La Mésentente cordiale ? La chanson française dans le contexte anglophone

Peter Hawkins

p.g.hawkins@bristol.ac.uk

Scarica il PDF >>

Abstract

Malgré un certain succès dans les années 50 et 60, grâce à des adaptations anglaises réussies, la Chanson française brille par son absence dans le monde de la musique populaire anglo-américaine. Les auteurs-compositeurs-interprètes les plus réputés de la génération actuelle – Souchon, Renaud, Cabrel, Lavilliers – restent d’illustres inconnus dans le contexte anglophone, et même les valeurs les plus consacrées, telles que Léo Ferré, demeurent quasiment invisibles dans culture musicale anglophone. Comment expliquer une telle absence ? Une profonde divergence culturelle dans la conception de la chanson populaire sous-tend peut-être cette situation peu réjouissante : le succès de la variété anglo-américaine repose sur une expérimentation sonore et rythmique héritée du blues, du gospel, de la ‘country music’, tandis que l’ambition de la Chanson française vise, même sans se l’avouer, une consécration littéraire et intellectuelle. Cette aspiration fait qu’elle a du mal à s’exporter, pendant que la variété anglo-américaine, ne dépendant pas de la connaissance linguistique, fait le tour du monde. Cette situation met en relief l’importance d’adaptateurs expérimentés, tels que Mort Shuman et Eric Blau, responsables des quelques succès anglophones de Jacques Brel, ou encore Herbert Kretzmer, auteur du livret anglais des Misérables et de la plupart des succès de Charles Aznavour. Mais la relève se fait attendre, et le contexte musical actuel demeure-t-il réceptif à une telle initiative ?

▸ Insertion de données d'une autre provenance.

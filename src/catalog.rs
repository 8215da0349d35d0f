use crate::schema::{RatioKind, RatioRecord};

#[derive(Debug, Clone, Copy)]
pub struct CatalogEntry {
    pub category: &'static str,
    pub name: &'static str,
    pub formula: &'static str,
    pub interpretation: &'static str,
    pub kind: RatioKind,
}

impl CatalogEntry {
    /// An unset record carrying this entry's formula and interpretation.
    pub fn seed_record(&self) -> RatioRecord {
        RatioRecord {
            interpretation: Some(self.interpretation.to_string()),
            ..RatioRecord::unset_with_formula(self.formula)
        }
    }
}

const fn entry(
    category: &'static str,
    name: &'static str,
    formula: &'static str,
    interpretation: &'static str,
    kind: RatioKind,
) -> CatalogEntry {
    CatalogEntry {
        category,
        name,
        formula,
        interpretation,
        kind,
    }
}

pub static STANDARD_RATIOS: &[CatalogEntry] = &[
    entry(
        "Liquidity",
        "Current Ratio",
        "Current Assets / Current Liabilities",
        "Measures ability to pay short-term obligations",
        RatioKind::Multiple,
    ),
    entry(
        "Liquidity",
        "Quick Ratio",
        "(Current Assets - Inventory) / Current Liabilities",
        "Ability to meet short-term obligations with liquid assets",
        RatioKind::Multiple,
    ),
    entry(
        "Liquidity",
        "Cash Ratio",
        "Cash and Cash Equivalents / Current Liabilities",
        "Most conservative liquidity measure",
        RatioKind::Multiple,
    ),
    entry(
        "Profitability",
        "Net Profit Margin",
        "Net Profit / Revenue × 100",
        "Profit earned per unit of revenue",
        RatioKind::Percentage,
    ),
    entry(
        "Profitability",
        "Gross Profit Margin",
        "Gross Profit / Revenue × 100",
        "Profitability after direct costs",
        RatioKind::Percentage,
    ),
    entry(
        "Profitability",
        "EBITDA Margin",
        "EBITDA / Revenue × 100",
        "Operating profitability before financing effects",
        RatioKind::Percentage,
    ),
    entry(
        "Profitability",
        "Operating Margin",
        "Operating Profit / Revenue × 100",
        "Efficiency of core operations",
        RatioKind::Percentage,
    ),
    entry(
        "Profitability",
        "Return on Assets (ROA)",
        "Net Profit / Total Assets × 100",
        "How efficiently assets generate profit",
        RatioKind::Percentage,
    ),
    entry(
        "Profitability",
        "Return on Equity (ROE)",
        "Net Profit / Equity × 100",
        "Return generated on shareholder investment",
        RatioKind::Percentage,
    ),
    entry(
        "Leverage",
        "Debt-to-Equity",
        "Total Debt / Equity",
        "Financial leverage; higher means more debt",
        RatioKind::Multiple,
    ),
    entry(
        "Leverage",
        "Debt-to-Assets",
        "Total Debt / Total Assets × 100",
        "Percentage of assets financed by debt",
        RatioKind::Percentage,
    ),
    entry(
        "Leverage",
        "Equity Ratio",
        "Equity / Total Assets × 100",
        "Percentage of assets owned by shareholders",
        RatioKind::Percentage,
    ),
    entry(
        "Leverage",
        "Debt-to-EBITDA",
        "Total Debt / EBITDA",
        "Years needed to repay debt with operating cash",
        RatioKind::Multiple,
    ),
    entry(
        "Efficiency",
        "Asset Turnover",
        "Revenue / Total Assets",
        "Revenue generated per unit of assets",
        RatioKind::Multiple,
    ),
    entry(
        "Efficiency",
        "Fixed Asset Turnover",
        "Revenue / Fixed Assets",
        "Efficiency of fixed asset utilization",
        RatioKind::Multiple,
    ),
    entry(
        "Efficiency",
        "Inventory Turnover",
        "Cost of Goods Sold / Inventory",
        "How quickly inventory is sold",
        RatioKind::Multiple,
    ),
    entry(
        "Efficiency",
        "Receivables Turnover",
        "Revenue / Trade Receivables",
        "How quickly receivables are collected",
        RatioKind::Multiple,
    ),
    entry(
        "Efficiency",
        "Payables Turnover",
        "Cost of Goods Sold / Trade Payables",
        "How quickly suppliers are paid",
        RatioKind::Multiple,
    ),
    entry(
        "Efficiency",
        "Days Sales Outstanding (DSO)",
        "365 / Receivables Turnover",
        "Average days to collect payment",
        RatioKind::Days,
    ),
    entry(
        "Efficiency",
        "Days Inventory Outstanding (DIO)",
        "365 / Inventory Turnover",
        "Average days inventory is held",
        RatioKind::Days,
    ),
    entry(
        "Efficiency",
        "Days Payables Outstanding (DPO)",
        "365 / Payables Turnover",
        "Average days to pay suppliers",
        RatioKind::Days,
    ),
    entry(
        "Efficiency",
        "Working Capital Turnover",
        "Revenue / Working Capital",
        "Efficiency of working capital usage",
        RatioKind::Multiple,
    ),
    entry(
        "Coverage",
        "Interest Coverage",
        "EBITDA / Interest",
        "Ability to cover interest payments",
        RatioKind::Multiple,
    ),
    entry(
        "Coverage",
        "Debt Service Coverage",
        "EBITDA / (Interest + Loan Installment)",
        "Ability to service total debt obligations",
        RatioKind::Multiple,
    ),
];

pub fn lookup(name: &str) -> Option<&'static CatalogEntry> {
    STANDARD_RATIOS
        .iter()
        .find(|entry| crate::normalizer::same_field(entry.name, name))
}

Plus de vingt ans après la disparition de Léo Ferré, le 14 juillet 1993, réfléchissons à la postérité de l’une des figures les plus marquantes de la chanson française des années d’après-guerre. Son statut marginal, son refus de la consécration officielle, ses combats pour se faire reconnaître en tant qu’artiste et créateur polyvalent, mais en dehors des sentiers battus, lui ont souvent valu une réputation de mauvais coucheur, et lui ont créé bien des difficultés dans l’exploitation commerciale de son très grand talent. Vu de l’extérieur, en quelque sorte, du point de vue britannique, il est frappant de constater qu’il demeure quasiment inconnu du public anglophone, à la différence de Jacques Brel, de Serge Gainsbourg ou même de Georges Brassens, qui jouissent d’une réputation considérable dans les pays anglo-américains, et dont certaines chansons ont été adaptées et diffusées dans le monde de la musique anglophone. Bien sûr je me suis efforcé moi-même de remédier à cette situation en publiant un album – le premier, à ma connaissance – d’adaptations anglaises des chansons les plus connues de Ferré, sous le titre évocateur de Love and Anarchy, avec l’encouragement de son fils Mathieu et des Nouvelles Éditions Meridian, détenteurs des droits de la plupart des chansons. Mais cette invisibilité de Ferré provoque néanmoins une réflexion sur les raisons d’une telle absence, qui n’est qu’un exemple parmi les plus frappants du sort général de la chanson française dans les pays anglophones. C’est une princesse qui attend toujours son prince charmant pour faire connaître la richesse poétique et musicale de cette tradition auprès du public anglophone.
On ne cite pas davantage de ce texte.